A vontade súbita e quase vital de escrever tem atrapalhado tarefas comuns do meu dia-a-dia. A necessidade que sinto de preencher linhas parece totalmente incoerente diante da minha falta de inspiração. Aliás, assunto não me falta, pois tudo que passa pelos meus olhos, ultimamente, parece encantador o bastante para me levar à escrita. No entanto, transformar meus pensamentos em palavras tem sido uma batalha.
Acredito que essa dificuldade textual é nada menos que um reflexo da minha mente confusa e irrequieta. Não a culpo, pois ela tem sido sobrecarregada por mim, com horas de estudos, ideias de todas as espécies e algumas insensatas teimosias do meu subcosciente que eu ainda prefiro ignorar.

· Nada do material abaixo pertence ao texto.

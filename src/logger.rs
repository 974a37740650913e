use anyhow::Result;
use log::LevelFilter;
use std::path::Path;

/// Sets up the logger for the application.
/// The terminal belongs to the TUI, so everything goes to a file.
pub fn setup(path: &Path, verbose: bool) -> Result<()> {
    if let Some(parent) = path.parent() {
        std::fs::create_dir_all(parent)?;
    }

    let level = if verbose {
        LevelFilter::Debug
    } else {
        LevelFilter::Info
    };

    fern::Dispatch::new()
        .format(|out, message, record| {
            out.finish(format_args!(
                "{} {} [{}] {}",
                chrono::Local::now().format("[%Y-%m-%d %H:%M:%S]"),
                record.level(),
                record.target(),
                message
            ))
        })
        .level(level)
        .chain(fern::log_file(path)?)
        .apply()?;

    Ok(())
}
mod config;
mod logger;
mod models;
mod session;
mod store;
mod ui;
mod webhook;

use std::io;
use std::path::PathBuf;

use anyhow::Result;
use clap::Parser;
use crossterm::{
    event::{DisableMouseCapture, EnableMouseCapture},
    execute,
    terminal::{self, EnterAlternateScreen, LeaveAlternateScreen},
};
use futures::future;
use tui::{
    backend::{Backend, CrosstermBackend},
    Terminal,
};

use crate::models::Lead;
use crate::session::Session;
use crate::store::{Store, StoreError, StoreResult};
use crate::ui::analytics::{self, AnalyticsAction, AnalyticsState};
use crate::ui::forgot_password::{self, ForgotPasswordAction, ForgotPasswordState};
use crate::ui::landing::{self, LandingAction, LandingState};
use crate::ui::leads_manager::{self, LeadsManagerAction, LeadsManagerState};
use crate::ui::leads_searcher::{self, LeadsSearcherAction, LeadsSearcherState};
use crate::ui::leads_table::{LeadsTableAction, LeadsTableState};
use crate::ui::login::{self, LoginAction, LoginState};
use crate::ui::onboarding::{self, OnboardingAction, OnboardingState};
use crate::ui::profile::{self, ProfileAction, ProfileState};
use crate::ui::register::{self, RegisterAction, RegisterState};
use crate::ui::settings::{self, SettingsAction, SettingsState};
use crate::ui::Route;
use crate::webhook::AutomationHook;

/// Terminal client for the hosted lead-generation workspace
#[derive(Parser)]
#[command(name = "lead-manager")]
struct Cli {
    /// Write logs to this file instead of the default location
    #[arg(long)]
    log_file: Option<PathBuf>,
    /// Read and write the session from this file
    #[arg(long)]
    session_file: Option<PathBuf>,
    /// Log at debug level
    #[arg(long, short)]
    verbose: bool,
}

/// Which review table an action came from.
#[derive(Clone, Copy)]
enum TableHost {
    Searcher,
    Manager,
}

// Main application state: the shared context handed to every screen plus
// one state slot per screen.
struct AppState {
    store: Store,
    hook: AutomationHook,
    session: Session,
    route: Route,
    /// Private route a signed-out user asked for; honored after sign-in.
    pending_route: Option<Route>,
    landing_state: Option<LandingState>,
    login_state: Option<LoginState>,
    register_state: Option<RegisterState>,
    forgot_password_state: Option<ForgotPasswordState>,
    onboarding_state: Option<OnboardingState>,
    profile_state: Option<ProfileState>,
    searcher_state: Option<LeadsSearcherState>,
    manager_state: Option<LeadsManagerState>,
    analytics_state: Option<AnalyticsState>,
    settings_state: Option<SettingsState>,
}

impl AppState {
    fn new(store: Store, hook: AutomationHook, session: Session) -> Self {
        Self {
            store,
            hook,
            session,
            route: Route::Landing,
            pending_route: None,
            landing_state: None,
            login_state: None,
            register_state: None,
            forgot_password_state: None,
            onboarding_state: None,
            profile_state: None,
            searcher_state: None,
            manager_state: None,
            analytics_state: None,
            settings_state: None,
        }
    }

    fn owner_id(&self) -> String {
        self.session
            .current()
            .map(|user| user.id.clone())
            .unwrap_or_default()
    }
}

#[tokio::main]
async fn main() -> Result<()> {
    let cli = Cli::parse();

    // Load configuration
    let config = config::init()?;

    let log_path = match cli.log_file {
        Some(path) => path,
        None => config.log_path()?,
    };
    logger::setup(&log_path, cli.verbose)?;

    // Rehydrate the persisted session; its presence is the auth signal.
    let session_path = match cli.session_file {
        Some(path) => path,
        None => config.session_path()?,
    };
    let session = Session::load(session_path);

    let store = Store::new(&config);
    let hook = AutomationHook::new(config.webhook_url.clone());

    // Setup terminal
    terminal::enable_raw_mode()?;
    let mut stdout = io::stdout();
    execute!(stdout, EnterAlternateScreen, EnableMouseCapture)?;
    let backend = CrosstermBackend::new(stdout);
    let mut terminal = Terminal::new(backend)?;

    // Create app state and land on the right side of the auth gate
    let mut app_state = AppState::new(store, hook, session);
    let first = if app_state.session.is_signed_in() {
        Route::LeadsSearcher
    } else {
        Route::Landing
    };
    enter_route(&mut app_state, first).await?;

    // Run the main app loop
    let result = run_app(&mut terminal, &mut app_state).await;

    // Restore terminal
    terminal::disable_raw_mode()?;
    execute!(
        terminal.backend_mut(),
        LeaveAlternateScreen,
        DisableMouseCapture
    )?;
    terminal.show_cursor()?;

    // Show any error message
    if let Err(err) = result {
        println!("Error: {}", err);
    }

    Ok(())
}

async fn run_app<B: Backend>(terminal: &mut Terminal<B>, app_state: &mut AppState) -> Result<()> {
    loop {
        // Render current screen
        terminal.draw(|f| match app_state.route {
            Route::Landing => {
                if let Some(state) = &mut app_state.landing_state {
                    landing::render_landing(f, state);
                }
            }
            Route::Login => {
                if let Some(state) = &mut app_state.login_state {
                    login::render_login(f, state);
                }
            }
            Route::Register => {
                if let Some(state) = &mut app_state.register_state {
                    register::render_register(f, state);
                }
            }
            Route::ForgotPassword => {
                if let Some(state) = &mut app_state.forgot_password_state {
                    forgot_password::render_forgot_password(f, state);
                }
            }
            Route::Onboarding => {
                if let Some(state) = &mut app_state.onboarding_state {
                    onboarding::render_onboarding(f, state);
                }
            }
            Route::Profile => {
                if let Some(state) = &mut app_state.profile_state {
                    profile::render_profile(f, state);
                }
            }
            Route::LeadsSearcher => {
                if let Some(state) = &mut app_state.searcher_state {
                    leads_searcher::render_leads_searcher(f, state);
                }
            }
            Route::LeadsManager => {
                if let Some(state) = &mut app_state.manager_state {
                    leads_manager::render_leads_manager(f, state);
                }
            }
            Route::Analytics => {
                if let Some(state) = &mut app_state.analytics_state {
                    analytics::render_analytics(f, state);
                }
            }
            Route::Settings => {
                if let Some(state) = &mut app_state.settings_state {
                    settings::render_settings(f, state);
                }
            }
        })?;

        // Handle input for current screen
        let should_quit = match app_state.route {
            Route::Landing => handle_landing_screen(app_state).await?,
            Route::Login => handle_login_screen(app_state).await?,
            Route::Register => handle_register_screen(app_state).await?,
            Route::ForgotPassword => handle_forgot_password_screen(app_state).await?,
            Route::Onboarding => handle_onboarding_screen(app_state).await?,
            Route::Profile => handle_profile_screen(app_state).await?,
            Route::LeadsSearcher => handle_searcher_screen(app_state).await?,
            Route::LeadsManager => handle_manager_screen(app_state).await?,
            Route::Analytics => handle_analytics_screen(app_state).await?,
            Route::Settings => handle_settings_screen(app_state).await?,
        };

        if should_quit {
            break;
        }
    }

    Ok(())
}
use crossterm::event::KeyCode;
use tui::{
    backend::Backend,
    layout::{Constraint, Direction, Layout, Rect},
    style::{Color, Modifier, Style},
    text::{Span, Spans},
    widgets::{Block, Borders, Paragraph, Wrap},
    Frame,
};

use crate::models::{SearchCriteria, SearchTemplate};

/// Forums offered by the autocomplete on the target-forum field.
pub const SUBREDDIT_SUGGESTIONS: &[&str] = &[
    "startups",
    "smallbusiness",
    "Entrepreneur",
    "SaaS",
    "marketing",
    "webdev",
    "ecommerce",
    "freelance",
];

/// A committed keyword. Tags are distinguished by id only; two tags may
/// carry the same text.
#[derive(Debug, Clone, PartialEq, Eq)]
pub struct KeywordTag {
    pub id: u64,
    pub text: String,
}

#[derive(Debug, Clone, Copy, PartialEq, Eq)]
pub enum ComposerField {
    Keywords,
    Subreddit,
    Description,
}

/// State of the search form: keyword tags plus the uncommitted keyword
/// input, the target forum with autocomplete, and the business description.
pub struct ComposerState {
    pub tags: Vec<KeywordTag>,
    next_tag_id: u64,
    pub keyword_input: String,
    pub subreddit: String,
    pub description: String,
    pub field: ComposerField,
    pub editing: bool,
    pub busy: bool,
}

impl ComposerState {
    pub fn new() -> Self {
        Self {
            tags: Vec::new(),
            next_tag_id: 0,
            keyword_input: String::new(),
            subreddit: String::new(),
            description: String::new(),
            field: ComposerField::Keywords,
            editing: false,
            busy: false,
        }
    }

    fn push_tag(&mut self, text: String) {
        let id = self.next_tag_id;
        self.next_tag_id += 1;
        self.tags.push(KeywordTag { id, text });
    }

    /// Commits the pending keyword input as a tag.
    pub fn commit_keyword(&mut self) {
        let text = self.keyword_input.trim().to_string();
        if text.is_empty() {
            return;
        }
        self.keyword_input.clear();
        self.push_tag(text);
    }

    pub fn remove_last_tag(&mut self) {
        self.tags.pop();
    }

    /// Case-insensitive substring matches from the static suggestion list.
    /// An empty field offers nothing.
    pub fn suggestions(&self) -> Vec<&'static str> {
        if self.subreddit.is_empty() {
            return Vec::new();
        }
        let needle = self.subreddit.to_lowercase();
        SUBREDDIT_SUGGESTIONS
            .iter()
            .copied()
            .filter(|candidate| candidate.to_lowercase().contains(&needle))
            .collect()
    }

    /// Accepts the first matching suggestion, replacing the typed text.
    pub fn accept_suggestion(&mut self) {
        if let Some(first) = self.suggestions().first() {
            self.subreddit = (*first).to_string();
        }
    }

    /// All tag texts plus any uncommitted keyword input, joined the way the
    /// template stores them.
    pub fn joined_keywords(&self) -> String {
        let mut parts: Vec<&str> = self.tags.iter().map(|tag| tag.text.as_str()).collect();
        let pending = self.keyword_input.trim();
        if !pending.is_empty() {
            parts.push(pending);
        }
        parts.join(", ")
    }

    pub fn is_submittable(&self) -> bool {
        !self.busy && !(self.tags.is_empty() && self.keyword_input.trim().is_empty())
    }

    pub fn criteria(&self) -> SearchCriteria {
        SearchCriteria {
            keywords: self.joined_keywords(),
            subreddit: self.subreddit.clone(),
            business_description: self.description.clone(),
        }
    }

    /// Post-submission reset: the keyword inputs clear, the forum and
    /// description stay put for the next refinement.
    pub fn clear_after_submit(&mut self) {
        self.tags.clear();
        self.keyword_input.clear();
    }

    /// Re-populates the form from a stored template so it can be edited and
    /// resubmitted. The keyword string splits back into one tag per entry.
    pub fn apply_template(&mut self, template: &SearchTemplate) {
        self.tags.clear();
        self.keyword_input.clear();
        for text in template.keyword_tags() {
            self.push_tag(text);
        }
        self.subreddit = template.subreddit.clone();
        self.description = template.biz_description.clone();
    }

    pub fn next_field(&mut self) {
        self.field = match self.field {
            ComposerField::Keywords => ComposerField::Subreddit,
            ComposerField::Subreddit => ComposerField::Description,
            ComposerField::Description => ComposerField::Keywords,
        };
    }

    pub fn previous_field(&mut self) {
        self.field = match self.field {
            ComposerField::Keywords => ComposerField::Description,
            ComposerField::Subreddit => ComposerField::Keywords,
            ComposerField::Description => ComposerField::Subreddit,
        };
    }

    fn current_input(&mut self) -> &mut String {
        match self.field {
            ComposerField::Keywords => &mut self.keyword_input,
            ComposerField::Subreddit => &mut self.subreddit,
            ComposerField::Description => &mut self.description,
        }
    }
}

pub enum ComposerAction {
    Submit(SearchCriteria),
}

/// Key handling while the composer pane has focus.
pub fn handle_key(state: &mut ComposerState, key: KeyCode) -> Option<ComposerAction> {
    if state.editing {
        match key {
            KeyCode::Esc => state.editing = false,
            KeyCode::Enter => {
                if state.field == ComposerField::Keywords {
                    state.commit_keyword();
                } else {
                    state.editing = false;
                }
            }
            KeyCode::Tab if state.field == ComposerField::Subreddit => {
                state.accept_suggestion();
                state.editing = false;
            }
            KeyCode::Backspace => {
                if state.field == ComposerField::Keywords && state.keyword_input.is_empty() {
                    state.remove_last_tag();
                } else {
                    state.current_input().pop();
                }
            }
            KeyCode::Char(c) => {
                state.current_input().push(c);
            }
            _ => {}
        }
        return None;
    }

    match key {
        KeyCode::Up => state.previous_field(),
        KeyCode::Down => state.next_field(),
        KeyCode::Enter => state.editing = true,
        KeyCode::Char('s') => {
            if state.is_submittable() {
                return Some(ComposerAction::Submit(state.criteria()));
            }
        }
        _ => {}
    }
    None
}

pub fn render_composer<B: Backend>(
    f: &mut Frame<B>,
    area: Rect,
    state: &ComposerState,
    focused: bool,
) {
    let border_style = if focused {
        Style::default().fg(Color::Cyan)
    } else {
        Style::default()
    };
    let block = Block::default()
        .borders(Borders::ALL)
        .border_style(border_style)
        .title("New Search");
    let inner = block.inner(area);
    f.render_widget(block, area);

    let chunks = Layout::default()
        .direction(Direction::Vertical)
        .constraints([
            Constraint::Length(2),
            Constraint::Length(2),
            Constraint::Min(2),
        ])
        .split(inner);

    render_line(
        f,
        chunks[0],
        "Keywords",
        keyword_line(state),
        state.field == ComposerField::Keywords && focused,
    );
    render_line(
        f,
        chunks[1],
        "Subreddit",
        subreddit_line(state),
        state.field == ComposerField::Subreddit && focused,
    );
    render_line(
        f,
        chunks[2],
        "Description",
        description_line(state),
        state.field == ComposerField::Description && focused,
    );
}

fn keyword_line(state: &ComposerState) -> Spans<'_> {
    let mut spans = Vec::new();
    for tag in &state.tags {
        spans.push(Span::styled(
            format!("[{}] ", tag.text),
            Style::default().fg(Color::Cyan),
        ));
    }
    let input = if state.editing && state.field == ComposerField::Keywords {
        format!("{}|", state.keyword_input)
    } else {
        state.keyword_input.clone()
    };
    spans.push(Span::raw(input));
    Spans::from(spans)
}

fn subreddit_line(state: &ComposerState) -> Spans<'_> {
    let value = if state.editing && state.field == ComposerField::Subreddit {
        format!("{}|", state.subreddit)
    } else {
        state.subreddit.clone()
    };
    let mut spans = vec![Span::raw(value)];

    if state.editing && state.field == ComposerField::Subreddit {
        let suggestions = state.suggestions();
        if !suggestions.is_empty() {
            spans.push(Span::styled(
                format!("   r/{} <Tab>", suggestions.join(" r/")),
                Style::default().fg(Color::DarkGray),
            ));
        }
    }
    Spans::from(spans)
}

fn description_line(state: &ComposerState) -> Spans<'_> {
    let value = if state.editing && state.field == ComposerField::Description {
        format!("{}|", state.description)
    } else {
        state.description.clone()
    };
    Spans::from(vec![Span::raw(value)])
}

fn render_line<B: Backend>(
    f: &mut Frame<B>,
    area: Rect,
    label: &'static str,
    value: Spans,
    active: bool,
) {
    let label_style = if active {
        Style::default().fg(Color::Yellow).add_modifier(Modifier::BOLD)
    } else {
        Style::default().fg(Color::Gray)
    };

    let mut spans = vec![Span::styled(format!("{label}: "), label_style)];
    spans.extend(value.0);
    let line = Paragraph::new(Spans::from(spans)).wrap(Wrap { trim: true });
    f.render_widget(line, area);
}

#[cfg(test)]
mod tests {
    use super::*;
    use crate::store::Record;
    use serde_json::json;

    #[test]
    fn committing_keywords_creates_tags_with_distinct_ids() {
        let mut state = ComposerState::new();
        state.keyword_input = "pricing".into();
        state.commit_keyword();
        state.keyword_input = "pricing".into();
        state.commit_keyword();

        // Same text twice is allowed; only the ids differ.
        assert_eq!(state.tags.len(), 2);
        assert_ne!(state.tags[0].id, state.tags[1].id);
        assert_eq!(state.tags[0].text, state.tags[1].text);
    }

    #[test]
    fn blank_input_does_not_commit() {
        let mut state = ComposerState::new();
        state.keyword_input = "   ".into();
        state.commit_keyword();
        assert!(state.tags.is_empty());
        assert!(!state.is_submittable());
    }

    #[test]
    fn joined_keywords_include_the_pending_input() {
        let mut state = ComposerState::new();
        state.keyword_input = "a".into();
        state.commit_keyword();
        state.keyword_input = "b".into();
        state.commit_keyword();
        state.keyword_input = " c ".into();
        assert_eq!(state.joined_keywords(), "a, b, c");
    }

    #[test]
    fn suggestions_match_case_insensitive_substrings() {
        let mut state = ComposerState::new();
        state.subreddit = "sa".into();
        assert_eq!(state.suggestions(), vec!["SaaS"]);

        state.subreddit = String::new();
        assert!(state.suggestions().is_empty());

        state.subreddit = "zzz".into();
        assert!(state.suggestions().is_empty());
    }

    #[test]
    fn accepting_a_suggestion_replaces_the_field() {
        let mut state = ComposerState::new();
        state.subreddit = "web".into();
        state.accept_suggestion();
        assert_eq!(state.subreddit, "webdev");
    }

    #[test]
    fn template_round_trip_rebuilds_tags() {
        let record: Record = serde_json::from_value(json!({
            "id": "recTpl1",
            "fields": {
                "keywords": "a, b, c",
                "subreddit": "startups",
                "biz_description": "B2B analytics"
            }
        }))
        .unwrap();
        let template = SearchTemplate::from_record(&record);

        let mut state = ComposerState::new();
        state.apply_template(&template);
        let texts: Vec<&str> = state.tags.iter().map(|t| t.text.as_str()).collect();
        assert_eq!(texts, vec!["a", "b", "c"]);
        assert_eq!(state.subreddit, "startups");
        assert_eq!(state.description, "B2B analytics");
        assert_eq!(state.joined_keywords(), "a, b, c");
    }

    #[test]
    fn submit_clears_keywords_but_keeps_the_rest() {
        let mut state = ComposerState::new();
        state.keyword_input = "churn".into();
        state.commit_keyword();
        state.subreddit = "SaaS".into();
        state.description = "retention tooling".into();

        state.clear_after_submit();
        assert!(state.tags.is_empty());
        assert!(state.keyword_input.is_empty());
        assert_eq!(state.subreddit, "SaaS");
        assert_eq!(state.description, "retention tooling");
    }

    #[test]
    fn backspace_on_empty_input_pops_the_last_tag() {
        let mut state = ComposerState::new();
        state.keyword_input = "a".into();
        state.commit_keyword();
        state.keyword_input = "b".into();
        state.commit_keyword();
        state.editing = true;

        handle_key(&mut state, KeyCode::Backspace);
        let texts: Vec<&str> = state.tags.iter().map(|t| t.text.as_str()).collect();
        assert_eq!(texts, vec!["a"]);
    }
}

Um pensamento leva a outro, que leva a outro, que vai levando... até o momento em que percebo que perdi totalmente o controle da situação e já não sou responsável pelo meu raciocínio; ele tem vida própria, possui formas e vontades. Acabo me rendendo a uma louca e viciante viagem imaginária. Resultado: o tempo passa sem que eu consiga fazer nada de produtivo com ele.
Mas devo admitir que se existe uma coisa nesse mundo que eu adoro fazer, é pensar. Amo passar um tempo comigo mesma, esquecendo do mundo lá fora. Nada é tão intenso quanto as minhas imaginações, meus planos, minhas confissões. Sou a melhor ouvinte de mim mesma, mas acredito não ser a melhor conselheira, visto que nunca tenho uma resposta para minhas próprias questões.
Acabo de escrever um texto que tem pouco a dizer. O fato é que eu precisava traduzir em palavras, o que eu não conseguia reunir na minha mente. Ainda não tenho um parecer sobre a minha agitação, mas começo a perceber com mais clareza os motivos que têm me deixado tão afobada.
Ignore esse amontoado de ideias sem nexo, mas entenda que eu realmente precisava escrever.